====== Information supplied
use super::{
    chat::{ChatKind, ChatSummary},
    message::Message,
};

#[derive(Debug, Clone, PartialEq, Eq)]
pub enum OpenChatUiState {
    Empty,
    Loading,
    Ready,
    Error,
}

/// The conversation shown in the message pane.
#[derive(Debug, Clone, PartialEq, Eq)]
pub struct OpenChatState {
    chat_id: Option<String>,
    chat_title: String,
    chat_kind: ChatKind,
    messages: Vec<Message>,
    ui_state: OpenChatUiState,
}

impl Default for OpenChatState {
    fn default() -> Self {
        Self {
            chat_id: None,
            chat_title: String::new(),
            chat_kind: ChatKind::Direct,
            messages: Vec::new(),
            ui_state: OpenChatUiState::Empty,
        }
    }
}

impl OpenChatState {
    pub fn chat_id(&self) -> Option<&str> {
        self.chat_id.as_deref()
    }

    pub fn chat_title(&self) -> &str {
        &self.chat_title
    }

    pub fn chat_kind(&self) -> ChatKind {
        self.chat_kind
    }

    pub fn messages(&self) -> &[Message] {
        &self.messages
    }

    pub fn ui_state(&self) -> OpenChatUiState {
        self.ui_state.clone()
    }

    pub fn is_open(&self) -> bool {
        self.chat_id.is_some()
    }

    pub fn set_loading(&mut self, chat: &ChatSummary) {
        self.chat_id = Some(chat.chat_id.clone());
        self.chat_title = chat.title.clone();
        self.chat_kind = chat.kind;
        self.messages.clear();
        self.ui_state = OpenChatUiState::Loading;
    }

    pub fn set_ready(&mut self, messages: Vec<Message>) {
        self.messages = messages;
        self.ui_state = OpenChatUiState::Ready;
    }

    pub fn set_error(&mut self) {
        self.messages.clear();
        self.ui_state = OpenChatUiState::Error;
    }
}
============
====== Information supplied
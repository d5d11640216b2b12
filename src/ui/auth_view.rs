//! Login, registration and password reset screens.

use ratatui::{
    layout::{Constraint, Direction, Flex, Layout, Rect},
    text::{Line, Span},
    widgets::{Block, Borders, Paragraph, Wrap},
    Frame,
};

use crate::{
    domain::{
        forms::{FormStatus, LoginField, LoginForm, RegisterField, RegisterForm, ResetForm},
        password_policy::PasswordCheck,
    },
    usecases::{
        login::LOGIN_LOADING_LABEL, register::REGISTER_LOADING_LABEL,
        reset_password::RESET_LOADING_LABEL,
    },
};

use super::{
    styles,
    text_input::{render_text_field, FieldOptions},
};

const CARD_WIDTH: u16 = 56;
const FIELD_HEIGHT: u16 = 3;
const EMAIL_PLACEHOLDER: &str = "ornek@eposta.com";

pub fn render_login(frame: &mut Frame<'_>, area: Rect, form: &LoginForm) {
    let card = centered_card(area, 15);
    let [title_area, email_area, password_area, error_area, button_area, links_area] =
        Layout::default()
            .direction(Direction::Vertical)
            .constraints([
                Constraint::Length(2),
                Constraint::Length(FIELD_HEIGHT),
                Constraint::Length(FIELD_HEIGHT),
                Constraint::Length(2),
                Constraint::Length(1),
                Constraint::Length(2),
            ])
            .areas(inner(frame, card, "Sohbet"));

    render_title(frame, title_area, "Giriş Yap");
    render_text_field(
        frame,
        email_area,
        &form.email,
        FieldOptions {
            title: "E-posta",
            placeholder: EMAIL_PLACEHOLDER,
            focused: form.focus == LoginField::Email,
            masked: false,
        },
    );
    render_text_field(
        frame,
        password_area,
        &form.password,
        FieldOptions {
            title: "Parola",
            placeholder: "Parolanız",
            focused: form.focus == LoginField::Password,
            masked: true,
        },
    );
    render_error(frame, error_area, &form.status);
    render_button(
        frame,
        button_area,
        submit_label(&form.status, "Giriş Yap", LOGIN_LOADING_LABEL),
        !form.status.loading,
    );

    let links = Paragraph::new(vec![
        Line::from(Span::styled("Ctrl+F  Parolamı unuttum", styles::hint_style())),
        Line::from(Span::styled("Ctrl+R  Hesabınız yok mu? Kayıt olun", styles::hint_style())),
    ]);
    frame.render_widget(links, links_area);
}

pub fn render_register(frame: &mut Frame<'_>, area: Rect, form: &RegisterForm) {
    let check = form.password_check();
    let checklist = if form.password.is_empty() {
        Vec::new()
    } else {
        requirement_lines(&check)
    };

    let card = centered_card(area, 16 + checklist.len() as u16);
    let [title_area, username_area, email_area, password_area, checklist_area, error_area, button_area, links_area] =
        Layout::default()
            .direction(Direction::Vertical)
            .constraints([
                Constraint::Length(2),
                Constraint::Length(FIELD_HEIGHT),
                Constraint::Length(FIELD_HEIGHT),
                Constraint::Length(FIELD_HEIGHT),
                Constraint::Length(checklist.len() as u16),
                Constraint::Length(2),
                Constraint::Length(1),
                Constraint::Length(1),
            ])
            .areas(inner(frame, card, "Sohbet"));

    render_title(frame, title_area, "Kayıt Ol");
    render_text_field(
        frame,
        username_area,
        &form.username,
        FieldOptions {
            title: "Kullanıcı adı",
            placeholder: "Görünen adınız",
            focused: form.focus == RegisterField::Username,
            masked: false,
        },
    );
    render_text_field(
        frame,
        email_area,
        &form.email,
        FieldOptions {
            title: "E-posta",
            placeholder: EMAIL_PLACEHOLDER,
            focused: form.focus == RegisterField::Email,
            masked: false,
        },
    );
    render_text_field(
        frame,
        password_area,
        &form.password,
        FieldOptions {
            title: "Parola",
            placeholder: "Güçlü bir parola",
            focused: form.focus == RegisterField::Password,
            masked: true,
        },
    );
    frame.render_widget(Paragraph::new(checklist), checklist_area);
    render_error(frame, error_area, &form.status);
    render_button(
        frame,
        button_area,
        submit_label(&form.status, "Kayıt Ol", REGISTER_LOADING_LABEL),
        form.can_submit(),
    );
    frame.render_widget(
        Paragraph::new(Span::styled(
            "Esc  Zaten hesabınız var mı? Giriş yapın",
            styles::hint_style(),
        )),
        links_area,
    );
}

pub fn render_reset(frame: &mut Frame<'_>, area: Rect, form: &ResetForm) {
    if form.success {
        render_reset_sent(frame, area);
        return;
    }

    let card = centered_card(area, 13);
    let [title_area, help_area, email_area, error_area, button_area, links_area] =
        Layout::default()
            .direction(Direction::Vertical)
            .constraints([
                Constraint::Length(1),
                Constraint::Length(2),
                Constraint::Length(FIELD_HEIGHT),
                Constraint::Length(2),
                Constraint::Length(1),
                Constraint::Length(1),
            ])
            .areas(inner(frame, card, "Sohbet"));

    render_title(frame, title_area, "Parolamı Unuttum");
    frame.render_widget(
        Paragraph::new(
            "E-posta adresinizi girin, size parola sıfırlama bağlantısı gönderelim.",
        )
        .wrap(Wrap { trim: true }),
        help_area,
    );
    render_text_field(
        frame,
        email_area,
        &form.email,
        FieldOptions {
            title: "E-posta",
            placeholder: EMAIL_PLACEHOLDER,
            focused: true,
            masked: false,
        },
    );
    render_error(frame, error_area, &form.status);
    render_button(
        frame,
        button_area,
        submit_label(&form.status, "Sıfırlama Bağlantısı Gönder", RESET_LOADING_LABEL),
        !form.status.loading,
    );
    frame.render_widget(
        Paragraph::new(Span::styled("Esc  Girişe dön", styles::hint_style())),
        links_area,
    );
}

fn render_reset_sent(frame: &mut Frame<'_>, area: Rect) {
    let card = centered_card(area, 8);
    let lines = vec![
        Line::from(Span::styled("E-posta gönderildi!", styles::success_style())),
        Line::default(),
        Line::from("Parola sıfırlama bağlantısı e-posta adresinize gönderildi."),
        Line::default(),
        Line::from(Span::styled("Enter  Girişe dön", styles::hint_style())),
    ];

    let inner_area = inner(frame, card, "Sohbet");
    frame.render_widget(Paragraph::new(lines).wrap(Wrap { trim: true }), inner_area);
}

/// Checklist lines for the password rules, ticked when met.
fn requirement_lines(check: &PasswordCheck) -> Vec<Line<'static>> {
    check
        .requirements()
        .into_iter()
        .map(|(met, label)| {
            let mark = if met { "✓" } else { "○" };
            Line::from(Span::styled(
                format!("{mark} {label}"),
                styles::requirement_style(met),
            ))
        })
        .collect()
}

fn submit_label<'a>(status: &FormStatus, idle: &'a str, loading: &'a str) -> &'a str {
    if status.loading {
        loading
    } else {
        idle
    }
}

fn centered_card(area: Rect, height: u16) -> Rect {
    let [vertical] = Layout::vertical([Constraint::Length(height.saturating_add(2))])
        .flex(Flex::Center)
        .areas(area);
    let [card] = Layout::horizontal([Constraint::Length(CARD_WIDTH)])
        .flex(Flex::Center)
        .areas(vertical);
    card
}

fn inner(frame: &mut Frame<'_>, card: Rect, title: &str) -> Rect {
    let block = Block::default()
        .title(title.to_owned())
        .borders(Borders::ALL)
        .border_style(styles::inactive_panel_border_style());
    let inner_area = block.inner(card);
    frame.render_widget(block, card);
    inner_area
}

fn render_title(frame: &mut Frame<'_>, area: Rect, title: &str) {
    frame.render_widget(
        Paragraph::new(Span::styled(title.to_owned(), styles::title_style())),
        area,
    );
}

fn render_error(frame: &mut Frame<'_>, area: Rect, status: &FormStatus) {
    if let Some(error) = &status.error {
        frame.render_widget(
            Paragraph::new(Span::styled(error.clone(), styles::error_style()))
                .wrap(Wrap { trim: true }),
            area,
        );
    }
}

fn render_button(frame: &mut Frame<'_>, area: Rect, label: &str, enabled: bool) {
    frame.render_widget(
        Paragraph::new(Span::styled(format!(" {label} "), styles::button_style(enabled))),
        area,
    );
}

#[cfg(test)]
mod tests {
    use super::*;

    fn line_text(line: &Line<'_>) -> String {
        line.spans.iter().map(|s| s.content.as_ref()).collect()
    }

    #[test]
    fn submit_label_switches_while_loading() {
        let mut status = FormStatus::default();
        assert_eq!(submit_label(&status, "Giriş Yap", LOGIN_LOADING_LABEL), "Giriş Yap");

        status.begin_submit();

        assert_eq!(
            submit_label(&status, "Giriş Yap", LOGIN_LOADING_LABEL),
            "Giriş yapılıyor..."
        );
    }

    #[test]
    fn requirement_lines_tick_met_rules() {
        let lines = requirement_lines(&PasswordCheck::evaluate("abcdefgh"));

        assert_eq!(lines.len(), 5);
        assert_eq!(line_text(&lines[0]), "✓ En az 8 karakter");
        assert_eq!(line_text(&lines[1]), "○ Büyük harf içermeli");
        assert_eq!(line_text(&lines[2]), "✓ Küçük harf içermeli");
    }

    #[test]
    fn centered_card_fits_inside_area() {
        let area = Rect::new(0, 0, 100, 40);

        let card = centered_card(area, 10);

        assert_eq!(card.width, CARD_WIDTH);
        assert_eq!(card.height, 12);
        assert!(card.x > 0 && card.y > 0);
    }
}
============
====== Information supplied
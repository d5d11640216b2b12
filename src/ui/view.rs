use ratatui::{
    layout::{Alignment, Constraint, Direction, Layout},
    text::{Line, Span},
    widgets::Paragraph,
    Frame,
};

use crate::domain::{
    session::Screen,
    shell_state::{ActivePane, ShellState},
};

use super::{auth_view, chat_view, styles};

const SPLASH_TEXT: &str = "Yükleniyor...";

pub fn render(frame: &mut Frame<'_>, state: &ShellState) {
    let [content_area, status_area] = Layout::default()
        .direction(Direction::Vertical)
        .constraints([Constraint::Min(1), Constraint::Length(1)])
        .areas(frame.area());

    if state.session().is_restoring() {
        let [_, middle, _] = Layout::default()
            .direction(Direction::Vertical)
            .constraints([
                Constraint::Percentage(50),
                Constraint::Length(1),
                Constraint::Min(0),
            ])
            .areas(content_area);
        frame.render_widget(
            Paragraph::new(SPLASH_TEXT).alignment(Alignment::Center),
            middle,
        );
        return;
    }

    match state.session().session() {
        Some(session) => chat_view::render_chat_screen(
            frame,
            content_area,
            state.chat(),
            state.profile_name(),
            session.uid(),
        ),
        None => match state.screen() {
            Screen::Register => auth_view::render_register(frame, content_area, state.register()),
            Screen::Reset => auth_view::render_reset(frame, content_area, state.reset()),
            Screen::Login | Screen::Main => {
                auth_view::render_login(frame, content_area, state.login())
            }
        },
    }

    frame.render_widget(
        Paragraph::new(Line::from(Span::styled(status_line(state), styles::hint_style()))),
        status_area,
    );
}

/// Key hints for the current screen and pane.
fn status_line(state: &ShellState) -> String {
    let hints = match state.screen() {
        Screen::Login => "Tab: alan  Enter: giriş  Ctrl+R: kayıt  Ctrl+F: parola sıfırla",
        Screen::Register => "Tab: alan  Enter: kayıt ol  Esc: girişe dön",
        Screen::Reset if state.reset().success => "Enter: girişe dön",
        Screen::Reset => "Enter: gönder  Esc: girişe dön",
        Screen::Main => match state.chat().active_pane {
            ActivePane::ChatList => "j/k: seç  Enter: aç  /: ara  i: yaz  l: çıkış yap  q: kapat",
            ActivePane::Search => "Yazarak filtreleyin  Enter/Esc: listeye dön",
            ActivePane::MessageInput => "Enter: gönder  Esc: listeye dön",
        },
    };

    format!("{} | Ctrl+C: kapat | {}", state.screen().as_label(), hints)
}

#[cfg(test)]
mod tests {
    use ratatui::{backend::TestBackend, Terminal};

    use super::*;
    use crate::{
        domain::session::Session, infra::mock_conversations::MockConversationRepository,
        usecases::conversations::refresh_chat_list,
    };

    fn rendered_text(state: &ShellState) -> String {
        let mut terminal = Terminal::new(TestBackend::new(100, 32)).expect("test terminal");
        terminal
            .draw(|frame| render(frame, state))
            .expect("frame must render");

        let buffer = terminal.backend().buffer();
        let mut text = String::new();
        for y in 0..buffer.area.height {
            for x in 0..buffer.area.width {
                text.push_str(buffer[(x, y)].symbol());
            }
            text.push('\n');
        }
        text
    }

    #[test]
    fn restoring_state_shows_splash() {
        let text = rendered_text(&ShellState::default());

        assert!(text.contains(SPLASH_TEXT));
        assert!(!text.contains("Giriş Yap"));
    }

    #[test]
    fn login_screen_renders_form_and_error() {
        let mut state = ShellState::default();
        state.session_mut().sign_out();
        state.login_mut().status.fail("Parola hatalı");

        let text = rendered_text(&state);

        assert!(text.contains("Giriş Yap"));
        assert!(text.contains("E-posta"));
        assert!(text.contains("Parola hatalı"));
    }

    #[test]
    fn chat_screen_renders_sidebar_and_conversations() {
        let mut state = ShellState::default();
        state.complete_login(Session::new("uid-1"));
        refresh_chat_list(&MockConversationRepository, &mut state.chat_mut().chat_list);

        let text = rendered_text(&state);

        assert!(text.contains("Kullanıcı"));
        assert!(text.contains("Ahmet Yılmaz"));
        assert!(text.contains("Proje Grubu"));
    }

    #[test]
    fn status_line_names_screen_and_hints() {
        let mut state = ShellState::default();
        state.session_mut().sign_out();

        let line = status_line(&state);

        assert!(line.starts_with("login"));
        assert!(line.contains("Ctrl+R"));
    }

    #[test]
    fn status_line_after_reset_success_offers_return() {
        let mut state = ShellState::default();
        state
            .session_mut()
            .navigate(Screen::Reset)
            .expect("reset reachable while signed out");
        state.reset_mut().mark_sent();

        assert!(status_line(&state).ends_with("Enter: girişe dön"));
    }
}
============
## Your goal
The word to find is "ChatKind". Copy every line of the records that holds it.

## Output for this task
    chat::{ChatKind, ChatSummary},
    chat_kind: ChatKind,
            chat_kind: ChatKind::Direct,
    pub fn chat_kind(&self) -> ChatKind {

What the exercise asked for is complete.